Exercise requirements:
A single number is the expected answer: the count of lines in the listing that hold the word "KeywordStore".

The data:
────────────────────────────────────────

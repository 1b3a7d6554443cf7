//! Cross-module scenarios over a temporary workspace.


use crate::documents::FsDocumentStore;
use crate::keywords::{ExtractorSettings, KeywordExtractor, KeywordStore};
use crate::matcher::MatchPolicy;
use crate::retrieval::Retriever;
use docmatch_llm::{MockClient, MockReply};
use docmatch_prompt::builtin::builtin_prompt;
use docmatch_prompt::KEYWORDS_PROMPT_ID;
use std::path::Path;
use std::sync::Arc;
use std::time::Duration;

/// Generator reply carrying the given keywords.
fn keywords_reply(tokens: &[&str]) -> MockReply {
    MockReply::Text(serde_json::json!({ "keywords": tokens }).to_string())
}

/// A retriever over `<root>/docs` and `<root>/keywords` driven by `client`.
fn retriever(root: &Path, client: Arc<MockClient>) -> Arc<Retriever> {
    let extractor = KeywordExtractor::new(
        client,
        builtin_prompt(KEYWORDS_PROMPT_ID).unwrap(),
        ExtractorSettings {
            model: "mock-model".to_string(),
            max_attempts: 3,
            timeout: Duration::from_millis(500),
        },
    )
    .unwrap();

    Arc::new(Retriever::new(
        Arc::new(FsDocumentStore::new(root.join("docs"))),
        KeywordStore::new(root.join("keywords")),
        extractor,
        MatchPolicy::default(),
    ))
}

────────────────────────────────────────

Exercise solution:
2